= Michael Stone (author) =

English author (born 1966)

Michael Stone (born 1966) is an English author. He still lives in the area with his wife and daughter.

In the last three years, he has sold stories to online and print magazines such as Continuum SF, Kopfhalter! and Fusing Horizons, as well as appearing in the anthologies Cold Glass Pain, Teddy Bear Cannibal Massacre and Robots and Time. Forthcoming are stories in Twisted Cat Tales, Dred, Space Squid and Electric Spec.

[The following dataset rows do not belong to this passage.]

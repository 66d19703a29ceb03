//! The Kademlia engine: bucket layer, routing table, iterative lookups,
//! pending-RPC tracking, and bootstrap orchestration.

pub mod bootstrap;
pub mod bucket;
pub mod lookup;
pub mod pending;
pub mod routing_table;
pub mod transport;

use self::bootstrap::{BootstrapCoordinator, BootstrapReport, ProgressCallback, SeedDescriptor};
use self::routing_table::RoutingTable;
use self::transport::RpcSender;
use crate::config::DhtConfig;
use crate::error::Result;
use crate::types::message::DhtMessage;
use crate::types::node_id::NodeId;
use crate::types::stats::{LastBootstrap, NetworkHealth};
use std::sync::Mutex;
use std::sync::Arc;
use tokio::sync::mpsc;
use tracing::warn;

/// Top-level handle a host constructs once per local node: owns the routing
/// table, the bootstrap coordinator, and the periodic maintenance tasks.
pub struct Dht {
    table: Arc<RoutingTable>,
    bootstrap: BootstrapCoordinator,
    last_bootstrap: Mutex<Option<LastBootstrap>>,
}

impl Dht {
    pub fn new(local_id: NodeId, config: DhtConfig, sender: Arc<dyn RpcSender>) -> Arc<Self> {
        let table = Arc::new(RoutingTable::new(local_id, config, sender));
        Arc::new(Self {
            bootstrap: BootstrapCoordinator::new(Arc::clone(&table)),
            table,
            last_bootstrap: Mutex::new(None),
        })
    }

    pub fn routing_table(&self) -> &Arc<RoutingTable> {
        &self.table
    }

    /// Runs bootstrap against `seeds`, recording the outcome for
    /// [`Dht::health`] regardless of success or failure.
    pub async fn bootstrap(&self, seeds: Vec<SeedDescriptor>, progress: Option<ProgressCallback>) -> Result<BootstrapReport> {
        let result = self.bootstrap.run(seeds, progress).await;
        let record = match &result {
            Ok(report) => LastBootstrap {
                succeeded: true,
                responded_seeds: report.responded_seeds,
                failed_seeds: report.failed_seeds,
                discovered_nodes: report.discovered_nodes,
                duration_ms: report.duration_ms,
            },
            Err(_) => LastBootstrap {
                succeeded: false,
                responded_seeds: 0,
                failed_seeds: 0,
                discovered_nodes: 0,
                duration_ms: 0,
            },
        };
        *self.last_bootstrap.lock().expect("last-bootstrap mutex poisoned") = Some(record);
        result
    }

    /// Requests that an in-flight [`Dht::bootstrap`] stop at its next phase
    /// boundary. A no-op if no bootstrap is running.
    pub fn cancel_bootstrap(&self) {
        self.bootstrap.cancel();
    }

    /// Spawns the periodic bucket-refresh and value-republish loops. The
    /// returned handles are detached; call [`RoutingTable::stop`] via
    /// [`Dht::routing_table`] to let the next maintenance tick observe
    /// shutdown and return.
    pub fn spawn_maintenance(&self) {
        let refresh_table = Arc::clone(&self.table);
        let refresh_interval = refresh_table.config().refresh_interval_ms;
        tokio::spawn(async move {
            let mut tick = tokio::time::interval(std::time::Duration::from_millis(refresh_interval));
            loop {
                tick.tick().await;
                Arc::clone(&refresh_table).refresh_buckets().await;
            }
        });

        let republish_table = Arc::clone(&self.table);
        let republish_interval = republish_table.config().republish_interval_ms;
        tokio::spawn(async move {
            let mut tick = tokio::time::interval(std::time::Duration::from_millis(republish_interval));
            loop {
                tick.tick().await;
                Arc::clone(&republish_table).republish_values().await;
            }
        });
    }

    /// Drives the synchronous request/response handlers against an incoming
    /// message stream (as produced by a transport's receive side, e.g.
    /// [`transport::LoopbackTransport::register`]). Runs until the channel
    /// closes; intended to be spawned as its own task per peer or per
    /// listener.
    pub async fn run_dispatch_loop(self: Arc<Self>, mut incoming: mpsc::UnboundedReceiver<DhtMessage>, sender_peer_id: String) {
        while let Some(msg) = incoming.recv().await {
            if msg.is_response() {
                self.table.handle_response(msg);
                continue;
            }
            let response = match &msg {
                DhtMessage::FindNode { .. } => Arc::clone(&self.table).handle_find_node(&msg, &sender_peer_id),
                DhtMessage::FindValue { .. } => Arc::clone(&self.table).handle_find_value(&msg, &sender_peer_id),
                DhtMessage::Store { .. } => Arc::clone(&self.table).handle_store(&msg, &sender_peer_id),
                DhtMessage::Ping { .. } => Arc::clone(&self.table).handle_ping(&msg, &sender_peer_id),
                other => {
                    warn!(kind = other.kind_name(), "unexpected request-side message in dispatch loop");
                    continue;
                }
            };
            if let Some(contact) = self.table.get_contact(msg.sender_id()) {
                if let Err(e) = self.reply(&contact, response).await {
                    warn!(peer = %sender_peer_id, error = %e, "failed to deliver RPC response");
                }
            }
        }
    }

    async fn reply(&self, contact: &crate::types::contact::Contact, response: DhtMessage) -> anyhow::Result<()> {
        self.table.sender().send(contact, response).await
    }

    /// Read-only occupancy/bootstrap/pending-RPC summary for a host UI or
    /// ops dashboard.
    pub fn health(&self) -> NetworkHealth {
        NetworkHealth {
            routing: self.table.get_stats(),
            distribution: self.table.get_bucket_distribution(),
            last_bootstrap: self.last_bootstrap.lock().expect("last-bootstrap mutex poisoned").clone(),
        }
    }
}
//! 160-bit node identifiers and the XOR distance metric.
//!
//! All operations here are pure and thread-safe; none of them touch
//! routing-table state.

use rand::RngCore;
use serde::{Deserialize, Serialize};
use sha2::{Digest, Sha256};
use std::cmp::Ordering;
use std::fmt;

/// Width of a node id in bytes (160 bits).
pub const NODE_ID_BYTES: usize = 20;

/// Number of k-buckets a routing table keyed on a [`NodeId`] maintains.
pub const NUM_BUCKETS: usize = NODE_ID_BYTES * 8;

/// An opaque 160-bit identifier used both for node identity and for DHT keys.
///
/// Equality and ordering are bytewise; the Kademlia distance metric is XOR,
/// computed via [`NodeId::xor`].
#[derive(Clone, Copy, PartialEq, Eq, Hash, Serialize, Deserialize)]
pub struct NodeId([u8; NODE_ID_BYTES]);

impl NodeId {
    /// Wrap a raw 20-byte array.
    pub const fn from_bytes(bytes: [u8; NODE_ID_BYTES]) -> Self {
        Self(bytes)
    }

    /// Uniform random id from a CSPRNG.
    pub fn generate() -> Self {
        let mut bytes = [0u8; NODE_ID_BYTES];
        rand::thread_rng().fill_bytes(&mut bytes);
        Self(bytes)
    }

    /// Derive an id from a public key: SHA-256 truncated to 20 bytes.
    pub fn from_public_key(pk: &[u8]) -> Self {
        Self::hash_key(pk)
    }

    /// Hash arbitrary bytes into a 20-byte DHT key using the same scheme as
    /// [`NodeId::from_public_key`].
    pub fn hash_key(bytes: &[u8]) -> Self {
        let digest = Sha256::digest(bytes);
        let mut out = [0u8; NODE_ID_BYTES];
        out.copy_from_slice(&digest[..NODE_ID_BYTES]);
        Self(out)
    }

    pub fn as_bytes(&self) -> &[u8; NODE_ID_BYTES] {
        &self.0
    }

    pub fn to_hex(&self) -> String {
        hex::encode(self.0)
    }

    pub fn from_hex(s: &str) -> Result<Self, crate::error::DhtError> {
        let decoded = hex::decode(s)
            .map_err(|e| crate::error::DhtError::ProgrammerError(format!("invalid node id hex: {e}")))?;
        if decoded.len() != NODE_ID_BYTES {
            return Err(crate::error::DhtError::ProgrammerError(format!(
                "node id must be {NODE_ID_BYTES} bytes, got {}",
                decoded.len()
            )));
        }
        let mut out = [0u8; NODE_ID_BYTES];
        out.copy_from_slice(&decoded);
        Ok(Self(out))
    }

    /// XOR distance between two ids. Fails only on a length mismatch, which
    /// cannot happen for two [`NodeId`] values — kept as a free function
    /// below for inputs of unchecked length.
    pub fn xor(&self, other: &NodeId) -> NodeId {
        let mut out = [0u8; NODE_ID_BYTES];
        for i in 0..NODE_ID_BYTES {
            out[i] = self.0[i] ^ other.0[i];
        }
        NodeId(out)
    }

    /// Lexicographic compare of two XOR distances, as -1/0/1.
    pub fn compare_distance(d1: &NodeId, d2: &NodeId) -> i32 {
        match d1.0.cmp(&d2.0) {
            Ordering::Less => -1,
            Ordering::Equal => 0,
            Ordering::Greater => 1,
        }
    }

    /// Index of the most-significant differing bit between `local` and
    /// `target`, counted from the MSB, in `0..NUM_BUCKETS`. Returns `-1` iff
    /// `local == target`.
    pub fn bucket_index(local: &NodeId, target: &NodeId) -> i32 {
        let distance = local.xor(target);
        for (byte_idx, byte) in distance.0.iter().enumerate() {
            if *byte != 0 {
                let leading = byte.leading_zeros() as usize;
                return (byte_idx * 8 + leading) as i32;
            }
        }
        -1
    }

    /// Stable ascending sort of `contacts` by XOR distance to `target`.
    pub fn sort_by_distance<T>(contacts: &mut [T], target: &NodeId, id_of: impl Fn(&T) -> NodeId) {
        contacts.sort_by(|a, b| {
            let da = id_of(a).xor(target);
            let db = id_of(b).xor(target);
            da.0.cmp(&db.0)
        });
    }

    /// Produce an id whose first `bucket` bits equal `local`'s, bit `bucket`
    /// is flipped, and the remaining bits are random. Used to generate a
    /// refresh target that is guaranteed to fall in bucket `bucket`.
    pub fn generate_id_in_bucket(local: &NodeId, bucket: usize) -> NodeId {
        assert!(bucket < NUM_BUCKETS, "bucket index out of range");
        let mut out = local.0;
        let mut rand_tail = [0u8; NODE_ID_BYTES];
        rand::thread_rng().fill_bytes(&mut rand_tail);

        let flip_byte = bucket / 8;
        let flip_bit = 7 - (bucket % 8);
        out[flip_byte] ^= 1 << flip_bit;

        // Randomize every bit strictly after the flipped one.
        for byte_idx in flip_byte..NODE_ID_BYTES {
            let start_bit = if byte_idx == flip_byte { flip_bit } else { 8 };
            for bit in 0..start_bit {
                let mask = 1u8 << bit;
                out[byte_idx] = (out[byte_idx] & !mask) | (rand_tail[byte_idx] & mask);
            }
        }
        NodeId(out)
    }
}

impl fmt::Debug for NodeId {
    fn fmt(&self, f: &mut fmt::Formatter<'_>) -> fmt::Result {
        write!(f, "NodeId({})", self.to_hex())
    }
}

impl fmt::Display for NodeId {
    fn fmt(&self, f: &mut fmt::Formatter<'_>) -> fmt::Result {
        write!(f, "{}", self.to_hex())
    }
}

impl PartialOrd for NodeId {
    fn partial_cmp(&self, other: &Self) -> Option<Ordering> {
        Some(self.cmp(other))
    }
}

impl Ord for NodeId {
    fn cmp(&self, other: &Self) -> Ordering {
        self.0.cmp(&other.0)
    }
}

impl Default for NodeId {
    fn default() -> Self {
        Self([0u8; NODE_ID_BYTES])
    }
}

#[cfg(test)]
mod tests {
    use super::*;

    fn repeat(byte: u8) -> NodeId {
        NodeId([byte; NODE_ID_BYTES])
    }

    #[test]
    fn xor_is_self_inverse() {
        let a = NodeId::generate();
        let b = NodeId::generate();
        assert_eq!(a.xor(&b).xor(&b), a);
    }

    #[test]
    fn compare_distance_is_total_order() {
        let d1 = repeat(0x01);
        let d2 = repeat(0x02);
        assert_eq!(NodeId::compare_distance(&d1, &d1), 0);
        assert_eq!(NodeId::compare_distance(&d1, &d2), -1);
        assert_eq!(NodeId::compare_distance(&d2, &d1), 1);
    }

    #[test]
    fn bucket_index_self_is_negative_one() {
        let local = repeat(0x42);
        assert_eq!(NodeId::bucket_index(&local, &local), -1);
    }

    #[test]
    fn bucket_index_matches_leading_zero_bits() {
        let local = repeat(0x00);
        let mut target_bytes = [0u8; NODE_ID_BYTES];
        target_bytes[0] = 0b0010_0000; // bit index 2 from MSB
        let target = NodeId(target_bytes);
        assert_eq!(NodeId::bucket_index(&local, &target), 2);
    }

    #[test]
    fn generate_id_in_bucket_lands_in_requested_bucket() {
        let local = NodeId::generate();
        for bucket in [0usize, 1, 7, 8, 63, 100, 159] {
            let generated = NodeId::generate_id_in_bucket(&local, bucket);
            assert_eq!(
                NodeId::bucket_index(&local, &generated),
                bucket as i32,
                "bucket {bucket}"
            );
        }
    }

    #[test]
    fn sort_by_distance_orders_ascending() {
        let local = repeat(0x00);
        let mut ids = vec![repeat(3), repeat(1), repeat(2)];
        NodeId::sort_by_distance(&mut ids, &local, |id| *id);
        assert_eq!(ids, vec![repeat(1), repeat(2), repeat(3)]);
    }

    #[test]
    fn hash_key_is_deterministic_and_truncated() {
        let a = NodeId::hash_key(b"abc");
        let b = NodeId::hash_key(b"abc");
        assert_eq!(a, b);
        assert_eq!(a.as_bytes().len(), NODE_ID_BYTES);
    }

    #[test]
    fn hex_round_trips() {
        let id = NodeId::generate();
        let hex = id.to_hex();
        assert_eq!(NodeId::from_hex(&hex).unwrap(), id);
    }
}
//! Monotonic millisecond timestamps.
//!
//! A thin wrapper so the rest of the crate has one place to swap in a
//! virtual clock for deterministic tests, rather than calling
//! `SystemTime::now()` throughout.

use std::time::{SystemTime, UNIX_EPOCH};

pub fn now_ms() -> i64 {
    SystemTime::now()
        .duration_since(UNIX_EPOCH)
        .expect("system clock before unix epoch")
        .as_millis() as i64
}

After selling his story to Dybbuk Press for Teddy Bear Cannibal Massacre, he contacted the owner/operator Tim Lieder and sold him the second major project (for Dybbuk Press), BADASS HORROR which features stories by Michael Hemmingson, Michael Boatman, and Ronald Malfi. He also helped edit the anthology with Christopher J. Hall. Tim Lieder praises his ability to find great authors for the anthology.

==Bibliography==
=== Short stories ===
- Memory Bones (www.stillwatersjournal.com, Winter 2002 and Kopfhalter! No. 1, March 2005)
- C is for Clear (www.alienskinmag.com, May 2003 and www.continuumsciencefiction.com, April 2005)
- The Genie's Last Laugh (www.alienskinmag.com, June 2003 and Fantasy World Geographic #2, June 2005)
- Quiescent (Fusing Horizons No. 1, December 2003)
- Weapons of Mass Production (Fusing Horizons #2, February 2004)
- Sacred Skin (www.bloodlust-uk.com, April 2004)
- Soapocryphal (Fusing Horizons #3, May 2004)
- Takeaway (Fusing Horizons #3, May 2004)
- After Dark) (Fusing Horizons No. 3, May 2004)
- The Colour of Lemons (Continuum SF #2, Summer 2004)
- The Damage Done (Fusing Horizons #4, October 2004)
- The Long Fuse (Fusing Horizons #4, October 2004 and Flashshot #1127 December 2005)
- Metaphorm (Fusing Horizons #4, October 2004)
- Clob (The Teddy Bear Cannibal Massacre, ed. Tim Lieder, Dybbuk Press, LLC July 2005)
- Bit Parts (Flashshot #1085, November 2005)
- Enduring (Flashshot #1104, November 2005)

===Collections===
- BADASS HORROR (editor alongside Christopher Hall, Dybbuk Press February 2006)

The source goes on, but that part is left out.